*Extracted information*:
++++++++++
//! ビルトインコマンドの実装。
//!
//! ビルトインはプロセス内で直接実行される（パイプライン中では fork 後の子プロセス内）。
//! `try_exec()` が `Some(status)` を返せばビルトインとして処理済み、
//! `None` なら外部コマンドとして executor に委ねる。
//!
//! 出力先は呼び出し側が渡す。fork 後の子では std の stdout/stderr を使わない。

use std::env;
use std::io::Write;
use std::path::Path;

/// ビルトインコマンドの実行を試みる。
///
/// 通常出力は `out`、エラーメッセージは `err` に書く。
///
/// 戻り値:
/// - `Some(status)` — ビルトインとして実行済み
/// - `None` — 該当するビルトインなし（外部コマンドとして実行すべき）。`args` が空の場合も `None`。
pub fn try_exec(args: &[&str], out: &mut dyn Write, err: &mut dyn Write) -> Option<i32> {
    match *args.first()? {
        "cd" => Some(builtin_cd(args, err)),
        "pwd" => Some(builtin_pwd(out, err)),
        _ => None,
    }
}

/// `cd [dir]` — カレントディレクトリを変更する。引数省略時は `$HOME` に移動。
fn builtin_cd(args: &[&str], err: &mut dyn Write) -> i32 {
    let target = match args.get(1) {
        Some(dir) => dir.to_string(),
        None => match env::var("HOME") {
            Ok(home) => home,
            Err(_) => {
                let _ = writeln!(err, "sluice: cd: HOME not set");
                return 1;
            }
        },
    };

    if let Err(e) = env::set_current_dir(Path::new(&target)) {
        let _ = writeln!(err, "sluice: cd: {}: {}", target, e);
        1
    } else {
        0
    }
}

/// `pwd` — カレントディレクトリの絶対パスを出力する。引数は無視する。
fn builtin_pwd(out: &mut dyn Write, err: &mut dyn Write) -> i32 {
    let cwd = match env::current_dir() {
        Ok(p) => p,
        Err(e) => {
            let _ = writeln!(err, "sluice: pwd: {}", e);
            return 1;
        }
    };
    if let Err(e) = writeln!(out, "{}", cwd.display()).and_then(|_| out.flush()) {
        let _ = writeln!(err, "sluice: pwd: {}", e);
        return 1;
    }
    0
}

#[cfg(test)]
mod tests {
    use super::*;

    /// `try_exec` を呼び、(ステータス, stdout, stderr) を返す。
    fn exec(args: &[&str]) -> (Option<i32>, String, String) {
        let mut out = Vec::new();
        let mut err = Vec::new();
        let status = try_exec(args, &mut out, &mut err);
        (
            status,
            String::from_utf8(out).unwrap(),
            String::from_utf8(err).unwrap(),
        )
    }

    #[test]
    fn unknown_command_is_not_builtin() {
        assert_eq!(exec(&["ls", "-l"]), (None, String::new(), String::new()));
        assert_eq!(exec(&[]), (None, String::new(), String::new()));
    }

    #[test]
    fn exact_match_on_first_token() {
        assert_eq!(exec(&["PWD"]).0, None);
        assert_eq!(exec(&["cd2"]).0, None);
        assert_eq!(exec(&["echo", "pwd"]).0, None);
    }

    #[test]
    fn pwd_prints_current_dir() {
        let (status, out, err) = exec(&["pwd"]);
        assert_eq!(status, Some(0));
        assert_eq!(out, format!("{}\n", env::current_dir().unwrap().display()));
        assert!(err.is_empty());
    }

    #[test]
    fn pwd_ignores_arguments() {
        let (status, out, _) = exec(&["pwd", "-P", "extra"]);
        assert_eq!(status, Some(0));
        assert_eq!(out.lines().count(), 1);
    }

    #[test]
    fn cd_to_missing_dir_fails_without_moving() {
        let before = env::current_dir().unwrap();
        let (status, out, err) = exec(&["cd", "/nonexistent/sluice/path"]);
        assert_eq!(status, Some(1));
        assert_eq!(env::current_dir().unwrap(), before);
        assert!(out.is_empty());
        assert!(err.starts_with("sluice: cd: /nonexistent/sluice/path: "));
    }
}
++++++++++
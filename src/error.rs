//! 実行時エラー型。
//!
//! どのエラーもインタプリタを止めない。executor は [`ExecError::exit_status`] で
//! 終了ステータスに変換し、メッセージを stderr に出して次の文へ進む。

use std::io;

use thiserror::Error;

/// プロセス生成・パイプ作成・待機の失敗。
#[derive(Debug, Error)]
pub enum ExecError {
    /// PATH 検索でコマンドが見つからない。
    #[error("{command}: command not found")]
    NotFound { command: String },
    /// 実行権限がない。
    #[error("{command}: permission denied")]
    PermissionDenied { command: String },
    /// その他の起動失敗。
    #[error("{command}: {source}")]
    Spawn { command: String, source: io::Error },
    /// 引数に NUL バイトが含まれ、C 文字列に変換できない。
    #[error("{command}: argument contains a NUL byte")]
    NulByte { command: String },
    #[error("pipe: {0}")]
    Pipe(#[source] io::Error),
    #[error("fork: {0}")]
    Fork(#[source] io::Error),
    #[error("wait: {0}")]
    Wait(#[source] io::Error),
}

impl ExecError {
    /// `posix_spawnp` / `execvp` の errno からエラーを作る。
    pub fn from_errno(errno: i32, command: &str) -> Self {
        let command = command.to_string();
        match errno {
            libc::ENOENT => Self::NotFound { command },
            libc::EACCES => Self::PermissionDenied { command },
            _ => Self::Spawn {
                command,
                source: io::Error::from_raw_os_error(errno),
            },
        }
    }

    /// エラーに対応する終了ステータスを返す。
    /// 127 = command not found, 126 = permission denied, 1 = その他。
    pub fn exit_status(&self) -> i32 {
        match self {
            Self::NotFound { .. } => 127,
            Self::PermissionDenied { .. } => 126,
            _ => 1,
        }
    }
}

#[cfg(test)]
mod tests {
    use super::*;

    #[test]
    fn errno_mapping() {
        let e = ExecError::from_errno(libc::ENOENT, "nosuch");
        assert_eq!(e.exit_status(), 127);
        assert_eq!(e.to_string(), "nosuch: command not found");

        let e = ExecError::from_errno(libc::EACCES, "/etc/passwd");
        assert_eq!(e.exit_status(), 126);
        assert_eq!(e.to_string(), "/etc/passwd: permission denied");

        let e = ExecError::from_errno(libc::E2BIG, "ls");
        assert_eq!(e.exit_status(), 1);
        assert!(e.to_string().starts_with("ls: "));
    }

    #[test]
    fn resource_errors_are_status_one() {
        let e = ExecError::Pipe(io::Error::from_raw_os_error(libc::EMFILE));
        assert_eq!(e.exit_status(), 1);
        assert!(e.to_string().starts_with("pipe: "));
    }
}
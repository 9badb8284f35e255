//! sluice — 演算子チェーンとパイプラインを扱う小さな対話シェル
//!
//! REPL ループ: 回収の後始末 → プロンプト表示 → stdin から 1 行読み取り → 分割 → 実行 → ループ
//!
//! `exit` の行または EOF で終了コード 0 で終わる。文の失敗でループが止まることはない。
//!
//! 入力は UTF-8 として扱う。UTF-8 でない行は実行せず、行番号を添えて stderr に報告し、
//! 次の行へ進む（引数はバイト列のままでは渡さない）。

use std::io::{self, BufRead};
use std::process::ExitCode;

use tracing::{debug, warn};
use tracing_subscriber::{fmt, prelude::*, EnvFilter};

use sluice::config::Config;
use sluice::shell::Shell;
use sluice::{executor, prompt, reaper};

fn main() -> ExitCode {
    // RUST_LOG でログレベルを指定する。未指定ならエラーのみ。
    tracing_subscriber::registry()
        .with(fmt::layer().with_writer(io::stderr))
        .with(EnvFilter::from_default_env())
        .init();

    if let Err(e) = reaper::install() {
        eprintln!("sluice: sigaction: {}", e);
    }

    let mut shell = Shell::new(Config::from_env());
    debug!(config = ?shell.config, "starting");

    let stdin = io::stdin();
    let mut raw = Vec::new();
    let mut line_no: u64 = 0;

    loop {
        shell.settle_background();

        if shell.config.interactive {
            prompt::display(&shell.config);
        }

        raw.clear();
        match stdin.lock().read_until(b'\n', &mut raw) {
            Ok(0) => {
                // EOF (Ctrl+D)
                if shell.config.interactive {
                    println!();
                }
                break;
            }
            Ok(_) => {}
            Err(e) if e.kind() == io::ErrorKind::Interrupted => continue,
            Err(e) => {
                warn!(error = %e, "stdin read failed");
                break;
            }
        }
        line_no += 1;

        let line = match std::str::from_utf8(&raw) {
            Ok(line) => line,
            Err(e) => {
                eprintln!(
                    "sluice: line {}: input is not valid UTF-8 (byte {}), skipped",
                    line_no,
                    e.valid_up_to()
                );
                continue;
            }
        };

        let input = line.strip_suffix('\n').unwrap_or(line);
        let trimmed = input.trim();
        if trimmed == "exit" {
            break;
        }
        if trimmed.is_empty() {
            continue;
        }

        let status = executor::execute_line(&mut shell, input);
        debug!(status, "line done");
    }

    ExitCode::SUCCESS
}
++++++++++
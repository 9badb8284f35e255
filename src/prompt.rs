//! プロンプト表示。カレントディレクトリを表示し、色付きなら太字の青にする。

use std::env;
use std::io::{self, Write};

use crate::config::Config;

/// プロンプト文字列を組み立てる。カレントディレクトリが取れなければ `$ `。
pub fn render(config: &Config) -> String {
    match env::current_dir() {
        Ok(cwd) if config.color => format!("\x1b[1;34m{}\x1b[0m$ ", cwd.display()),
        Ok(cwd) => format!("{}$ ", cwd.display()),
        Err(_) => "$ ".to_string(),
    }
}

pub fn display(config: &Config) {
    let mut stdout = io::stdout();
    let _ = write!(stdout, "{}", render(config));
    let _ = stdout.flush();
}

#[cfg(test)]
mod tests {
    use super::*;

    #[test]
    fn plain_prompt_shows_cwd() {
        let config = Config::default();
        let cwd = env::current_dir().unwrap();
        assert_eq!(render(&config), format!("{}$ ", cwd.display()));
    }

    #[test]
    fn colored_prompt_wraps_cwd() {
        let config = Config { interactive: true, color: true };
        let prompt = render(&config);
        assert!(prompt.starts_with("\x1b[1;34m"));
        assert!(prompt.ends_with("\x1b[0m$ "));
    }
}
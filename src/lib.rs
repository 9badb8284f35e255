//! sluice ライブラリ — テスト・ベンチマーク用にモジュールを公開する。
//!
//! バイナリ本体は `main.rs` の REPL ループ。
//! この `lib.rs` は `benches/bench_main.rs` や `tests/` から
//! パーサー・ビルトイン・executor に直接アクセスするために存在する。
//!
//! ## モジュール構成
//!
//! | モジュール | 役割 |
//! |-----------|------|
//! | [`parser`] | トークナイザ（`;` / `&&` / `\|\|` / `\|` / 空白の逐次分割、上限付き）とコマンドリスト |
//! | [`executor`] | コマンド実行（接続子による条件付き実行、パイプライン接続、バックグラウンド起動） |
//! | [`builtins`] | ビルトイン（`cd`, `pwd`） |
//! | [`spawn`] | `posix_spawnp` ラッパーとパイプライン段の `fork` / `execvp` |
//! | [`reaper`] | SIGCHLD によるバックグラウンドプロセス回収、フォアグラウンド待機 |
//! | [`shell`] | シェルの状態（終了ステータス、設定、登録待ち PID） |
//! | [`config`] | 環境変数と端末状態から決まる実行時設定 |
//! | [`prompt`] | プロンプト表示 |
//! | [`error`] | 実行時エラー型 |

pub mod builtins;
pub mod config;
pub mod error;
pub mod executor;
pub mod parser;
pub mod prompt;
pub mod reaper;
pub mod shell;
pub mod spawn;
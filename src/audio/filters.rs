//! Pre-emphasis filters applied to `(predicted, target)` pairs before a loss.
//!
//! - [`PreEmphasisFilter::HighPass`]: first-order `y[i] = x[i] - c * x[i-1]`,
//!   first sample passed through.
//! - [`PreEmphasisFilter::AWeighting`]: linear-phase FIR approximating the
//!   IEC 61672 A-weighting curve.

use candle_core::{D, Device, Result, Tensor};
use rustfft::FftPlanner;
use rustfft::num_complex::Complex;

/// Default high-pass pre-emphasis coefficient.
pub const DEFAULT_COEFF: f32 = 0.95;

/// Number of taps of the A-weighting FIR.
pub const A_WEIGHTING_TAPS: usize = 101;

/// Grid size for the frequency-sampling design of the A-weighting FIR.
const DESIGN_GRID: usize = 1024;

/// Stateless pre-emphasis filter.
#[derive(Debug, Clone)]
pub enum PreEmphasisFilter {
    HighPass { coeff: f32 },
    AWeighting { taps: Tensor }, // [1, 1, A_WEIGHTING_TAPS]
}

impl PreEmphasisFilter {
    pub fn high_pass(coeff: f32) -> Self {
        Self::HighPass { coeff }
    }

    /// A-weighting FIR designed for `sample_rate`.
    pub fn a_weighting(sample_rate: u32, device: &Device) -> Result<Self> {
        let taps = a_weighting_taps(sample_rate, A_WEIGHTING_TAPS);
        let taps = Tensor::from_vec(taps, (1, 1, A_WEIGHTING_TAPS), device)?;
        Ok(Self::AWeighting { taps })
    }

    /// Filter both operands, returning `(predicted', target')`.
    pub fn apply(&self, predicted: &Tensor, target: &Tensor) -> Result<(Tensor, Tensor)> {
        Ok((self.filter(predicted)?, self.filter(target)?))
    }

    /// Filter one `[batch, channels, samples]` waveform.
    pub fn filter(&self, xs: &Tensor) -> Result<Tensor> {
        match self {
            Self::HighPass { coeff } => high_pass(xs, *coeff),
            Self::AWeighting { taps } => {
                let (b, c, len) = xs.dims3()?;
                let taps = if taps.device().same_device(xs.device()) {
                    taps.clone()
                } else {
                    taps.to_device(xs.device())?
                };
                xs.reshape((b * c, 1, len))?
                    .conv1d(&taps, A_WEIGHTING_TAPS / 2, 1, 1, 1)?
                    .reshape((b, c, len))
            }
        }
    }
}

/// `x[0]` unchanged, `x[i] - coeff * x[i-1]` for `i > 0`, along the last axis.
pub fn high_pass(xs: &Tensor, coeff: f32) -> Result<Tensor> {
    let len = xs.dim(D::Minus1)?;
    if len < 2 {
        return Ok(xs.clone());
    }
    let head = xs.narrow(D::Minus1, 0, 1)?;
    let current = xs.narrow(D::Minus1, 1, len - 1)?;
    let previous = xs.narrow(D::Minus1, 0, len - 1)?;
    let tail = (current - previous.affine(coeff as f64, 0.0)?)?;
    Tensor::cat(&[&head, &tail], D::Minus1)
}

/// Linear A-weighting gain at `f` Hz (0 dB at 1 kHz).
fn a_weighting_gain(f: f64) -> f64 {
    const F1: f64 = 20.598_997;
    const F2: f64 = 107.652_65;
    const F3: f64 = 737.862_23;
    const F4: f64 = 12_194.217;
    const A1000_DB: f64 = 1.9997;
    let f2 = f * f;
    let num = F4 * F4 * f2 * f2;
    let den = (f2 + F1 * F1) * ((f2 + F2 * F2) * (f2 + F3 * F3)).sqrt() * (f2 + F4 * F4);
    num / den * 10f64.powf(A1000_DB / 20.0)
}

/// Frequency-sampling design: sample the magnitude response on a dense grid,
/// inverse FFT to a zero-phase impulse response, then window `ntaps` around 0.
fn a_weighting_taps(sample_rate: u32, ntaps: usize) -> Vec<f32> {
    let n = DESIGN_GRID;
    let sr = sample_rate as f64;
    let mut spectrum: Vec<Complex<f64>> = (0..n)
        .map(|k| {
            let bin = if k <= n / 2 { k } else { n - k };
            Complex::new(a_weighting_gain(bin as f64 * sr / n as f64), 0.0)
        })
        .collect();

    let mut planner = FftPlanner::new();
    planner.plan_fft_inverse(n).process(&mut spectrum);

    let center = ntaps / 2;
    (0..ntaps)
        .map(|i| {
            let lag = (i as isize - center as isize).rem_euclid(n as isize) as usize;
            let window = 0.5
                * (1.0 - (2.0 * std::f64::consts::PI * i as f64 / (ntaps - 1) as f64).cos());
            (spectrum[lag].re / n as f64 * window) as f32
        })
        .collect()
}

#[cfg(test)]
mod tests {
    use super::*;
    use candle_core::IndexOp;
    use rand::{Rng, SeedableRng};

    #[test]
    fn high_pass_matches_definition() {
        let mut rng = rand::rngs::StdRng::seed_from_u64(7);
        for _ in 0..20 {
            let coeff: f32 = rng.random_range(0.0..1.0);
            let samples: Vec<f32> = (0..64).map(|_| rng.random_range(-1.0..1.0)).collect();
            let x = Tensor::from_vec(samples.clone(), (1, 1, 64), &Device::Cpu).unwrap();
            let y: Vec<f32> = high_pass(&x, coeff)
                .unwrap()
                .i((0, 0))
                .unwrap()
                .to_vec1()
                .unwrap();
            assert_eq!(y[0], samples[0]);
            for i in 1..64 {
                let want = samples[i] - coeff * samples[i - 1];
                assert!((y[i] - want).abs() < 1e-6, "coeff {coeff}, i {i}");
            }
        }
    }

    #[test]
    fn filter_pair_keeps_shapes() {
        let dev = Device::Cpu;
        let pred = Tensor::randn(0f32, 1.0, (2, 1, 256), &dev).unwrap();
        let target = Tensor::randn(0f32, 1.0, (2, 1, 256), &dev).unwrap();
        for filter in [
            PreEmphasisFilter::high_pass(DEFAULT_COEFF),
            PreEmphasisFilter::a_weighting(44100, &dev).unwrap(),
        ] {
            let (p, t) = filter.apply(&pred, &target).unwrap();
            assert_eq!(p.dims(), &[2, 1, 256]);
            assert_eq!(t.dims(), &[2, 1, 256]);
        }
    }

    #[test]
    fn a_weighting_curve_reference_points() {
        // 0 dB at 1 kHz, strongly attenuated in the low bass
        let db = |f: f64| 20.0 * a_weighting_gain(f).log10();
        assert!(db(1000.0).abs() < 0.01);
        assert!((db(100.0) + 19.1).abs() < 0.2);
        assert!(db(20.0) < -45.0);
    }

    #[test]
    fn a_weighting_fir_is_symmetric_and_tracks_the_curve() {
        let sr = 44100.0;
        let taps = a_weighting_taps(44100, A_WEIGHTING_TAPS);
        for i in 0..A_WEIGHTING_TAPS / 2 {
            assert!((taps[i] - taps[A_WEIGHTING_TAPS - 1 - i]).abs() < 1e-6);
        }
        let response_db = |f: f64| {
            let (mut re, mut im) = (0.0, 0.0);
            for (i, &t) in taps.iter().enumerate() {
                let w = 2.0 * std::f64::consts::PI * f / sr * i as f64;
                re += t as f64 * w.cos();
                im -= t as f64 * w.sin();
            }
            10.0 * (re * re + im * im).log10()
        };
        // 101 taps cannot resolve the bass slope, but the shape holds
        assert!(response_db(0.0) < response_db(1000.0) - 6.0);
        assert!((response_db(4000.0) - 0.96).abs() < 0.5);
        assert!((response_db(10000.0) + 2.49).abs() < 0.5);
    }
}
++++++++++
*Exercise*: If a line in the entries above contains "Option", report it.

*Response to the task*:
pub fn try_exec(args: &[&str], out: &mut dyn Write, err: &mut dyn Write) -> Option<i32> {
    fn exec(args: &[&str]) -> (Option<i32>, String, String) {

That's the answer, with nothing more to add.